Bank heist goes every which way except the right way.

This year’s Noir City Film Festival opens with the 1949 heist drama Criss Cross. Based on a bestselling novel of the same name by Don Tracy, it’s the story of man played by Burt Lancaster who returns to Los Angeles after some years away to find that his ex-wife Yvonne De Carlo has hooked up with a local gangster. The exes rekindle their flame, but when it looks as if the gangster has caught them in the act Lancaster spontaneously cooks up a story about how he was putting together a plan to rob the armored car service for which he works.

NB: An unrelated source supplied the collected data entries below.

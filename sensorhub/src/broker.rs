//! Transaction Broker.
//!
//! Owns the only [`Transport`] to the hub. Every register access, raw
//! command and the panic handoff goes through [`Broker::lock`], so no two
//! transactions ever interleave on the wire.
//!
//! Wire format:
//!
//! | access  | write                               | read          |
//! |---------|-------------------------------------|---------------|
//! | read    | `[bank][offset]`                    | `size` bytes  |
//! | write   | `[bank][offset][value..][mask..]`   | none          |
//! | command | `[bank][cmd][payload..]`            | response len  |

use alloc::{boxed::Box, vec, vec::Vec};

use log::{error, info, trace};
use spin::{Mutex, MutexGuard};

use crate::{
    FirmwareInfo, Mode, Reg, RegDesc, RegisterMap, Transport,
    err::{HubError, Result, check_len},
};

const HEADER_LEN: usize = 2;

pub(crate) struct Channel {
    transport: Box<dyn Transport>,
    mode: Mode,
    firmware: Option<FirmwareInfo>,
}

pub struct Broker {
    map: RegisterMap,
    channel: Mutex<Channel>,
}

impl Broker {
    pub fn new(transport: impl Transport, map: RegisterMap) -> Self {
        Self {
            map,
            channel: Mutex::new(Channel {
                transport: Box::new(transport),
                mode: Mode::Uninitialized,
                firmware: None,
            }),
        }
    }

    pub fn register_map(&self) -> &RegisterMap {
        &self.map
    }

    /// Width of `reg` in bytes. Pure table lookup, never touches the bus.
    pub fn get_size(&self, reg: Reg) -> Result<usize> {
        self.map.size(reg)
    }

    /// Take the bus access lock.
    pub fn lock(&self) -> BusGuard<'_> {
        BusGuard {
            channel: self.channel.lock(),
        }
    }

    pub fn read(&self, reg: Reg) -> Result<Vec<u8>> {
        let desc = self.map.lookup(reg)?;
        let mut out = vec![0u8; desc.size as usize];
        self.lock().read_reg(reg, desc, &mut out)?;
        Ok(out)
    }

    /// Read `reg` into the front of `value`, returns the register width.
    pub fn read_into(&self, reg: Reg, value: &mut [u8]) -> Result<usize> {
        let desc = self.map.lookup(reg)?;
        let size = desc.size as usize;
        if value.len() < size {
            return Err(HubError::InvalidLength {
                expected: size,
                actual: value.len(),
            });
        }
        self.lock().read_reg(reg, desc, &mut value[..size])?;
        Ok(size)
    }

    /// Write `value` to `reg`. `mask` selects the bits the hub changes;
    /// `None` overwrites the whole register.
    pub fn write(&self, reg: Reg, value: &[u8], mask: Option<&[u8]>) -> Result {
        let desc = self.map.lookup(reg)?;
        let size = desc.size as usize;
        check_arg(size, value.len())?;
        if let Some(mask) = mask {
            check_arg(size, mask.len())?;
        }
        self.lock().write_reg(reg, desc, value, mask)
    }

    pub fn write_1byte(&self, reg: Reg, value: u8, mask: u8) -> Result {
        self.write(reg, &[value], Some(&[mask]))
    }

    pub fn read_value<T: RegValue>(&self, reg: Reg) -> Result<T> {
        check_arg(self.get_size(reg)?, T::SIZE)?;
        let raw = self.read(reg)?;
        Ok(T::from_le(&raw))
    }

    pub fn write_value<T: RegValue>(&self, reg: Reg, value: T) -> Result {
        check_arg(self.get_size(reg)?, T::SIZE)?;
        let mut raw = vec![0u8; T::SIZE];
        value.to_le(&mut raw);
        self.write(reg, &raw, None)
    }

    /// Raw `[bank][cmd][payload]` transaction. The hub must answer with
    /// exactly `response.len()` bytes.
    pub fn command(&self, bank: u8, cmd: u8, payload: &[u8], response: &mut [u8]) -> Result<usize> {
        let write_len = HEADER_LEN + payload.len();
        let read_len = response.len();
        let mut buf = vec![0u8; write_len.max(read_len)];
        buf[0] = bank;
        buf[1] = cmd;
        buf[HEADER_LEN..write_len].copy_from_slice(payload);

        let n = self.lock().write_read(&mut buf, write_len, read_len)?;
        let expected = if read_len == 0 { write_len } else { read_len };
        check_len(expected, n)?;
        response.copy_from_slice(&buf[..read_len]);
        Ok(n)
    }

    pub fn mode(&self) -> Mode {
        self.lock().mode()
    }

    pub fn firmware(&self) -> Option<FirmwareInfo> {
        self.lock().firmware()
    }
}

fn check_arg(expected: usize, actual: usize) -> Result {
    if expected == actual {
        Ok(())
    } else {
        Err(HubError::InvalidLength { expected, actual })
    }
}

/// Exclusive access to the bus. Dropping it releases the bus access lock.
pub struct BusGuard<'a> {
    channel: MutexGuard<'a, Channel>,
}

impl BusGuard<'_> {
    pub fn write_read(&mut self, buf: &mut [u8], write_len: usize, read_len: usize) -> Result<usize> {
        trace!(
            "bus xfer bank {:#04x} cmd {:#04x} w{write_len} r{read_len}",
            buf.first().copied().unwrap_or_default(),
            buf.get(1).copied().unwrap_or_default(),
        );
        let n = self
            .channel
            .transport
            .write_read(buf, write_len, read_len)
            .inspect_err(|e| error!("bus transfer failed: {e}"))?;
        Ok(n)
    }

    pub fn transport(&mut self) -> &mut dyn Transport {
        self.channel.transport.as_mut()
    }

    pub fn mode(&self) -> Mode {
        self.channel.mode
    }

    pub fn set_mode(&mut self, mode: Mode) {
        if self.channel.mode != mode {
            info!("hub mode {:?} -> {:?}", self.channel.mode, mode);
            self.channel.mode = mode;
        }
    }

    pub fn firmware(&self) -> Option<FirmwareInfo> {
        self.channel.firmware
    }

    pub fn set_firmware(&mut self, firmware: Option<FirmwareInfo>) {
        if let Some(fw) = firmware {
            info!("hub firmware version {:#06x}", fw.version);
        }
        self.channel.firmware = firmware;
    }

    fn read_reg(&mut self, reg: Reg, desc: RegDesc, out: &mut [u8]) -> Result {
        let size = desc.size as usize;
        let mut buf = vec![0u8; size.max(HEADER_LEN)];
        buf[0] = desc.bank;
        buf[1] = desc.offset;

        let n = self.write_read(&mut buf, HEADER_LEN, size)?;
        check_len(size, n).inspect_err(|e| error!("read {reg:?}: {e}"))?;
        out.copy_from_slice(&buf[..size]);
        Ok(())
    }

    fn write_reg(&mut self, reg: Reg, desc: RegDesc, value: &[u8], mask: Option<&[u8]>) -> Result {
        let size = desc.size as usize;
        let write_len = HEADER_LEN + size * 2;
        let mut buf = vec![0xFFu8; write_len];
        buf[0] = desc.bank;
        buf[1] = desc.offset;
        buf[HEADER_LEN..HEADER_LEN + size].copy_from_slice(value);
        if let Some(mask) = mask {
            buf[HEADER_LEN + size..].copy_from_slice(mask);
        }

        let n = self.write_read(&mut buf, write_len, 0)?;
        check_len(write_len, n).inspect_err(|e| error!("write {reg:?}: {e}"))
    }
}

/// Plain integers stored little endian in hub registers.
pub trait RegValue: Sized + Copy {
    const SIZE: usize;

    fn from_le(bytes: &[u8]) -> Self;
    fn to_le(self, out: &mut [u8]);
}

macro_rules! impl_reg_value {
    ($($t:ty),*) => {
        $(
            impl RegValue for $t {
                const SIZE: usize = core::mem::size_of::<$t>();

                fn from_le(bytes: &[u8]) -> Self {
                    let mut raw = [0u8; core::mem::size_of::<$t>()];
                    raw.copy_from_slice(&bytes[..Self::SIZE]);
                    <$t>::from_le_bytes(raw)
                }

                fn to_le(self, out: &mut [u8]) {
                    out[..Self::SIZE].copy_from_slice(&self.to_le_bytes());
                }
            }
        )*
    };
}

impl_reg_value!(u8, i8, u16, i16, u32, i32, u64, i64);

Lancaster’s robbery idea is not only designed to deflect the gangster’s suspicion away from the affair, but to also fund the future he envisions with De Carlo when she and him run away. This scheme, which strains credulity, is probably one of the most obviously terrible ideas in the long, celebrated history of doomed ideas in film noir, but with good direction by Robert Siodmak, who had worked with Lancaster on The Killers, and good acting by all involved, the film concludes on the positive side of the effectiveness ledger. Numerous excellent Los Angeles exteriors, including at Union Station and on now mostly leveled Bunker Hill, make this noir an important time capsule as well, an aspect that increases its appeal. And an excellent musical number by Esy Morales & His Rhumba Band gives the proceedings a further boost. All in all, Criss Cross is a winner.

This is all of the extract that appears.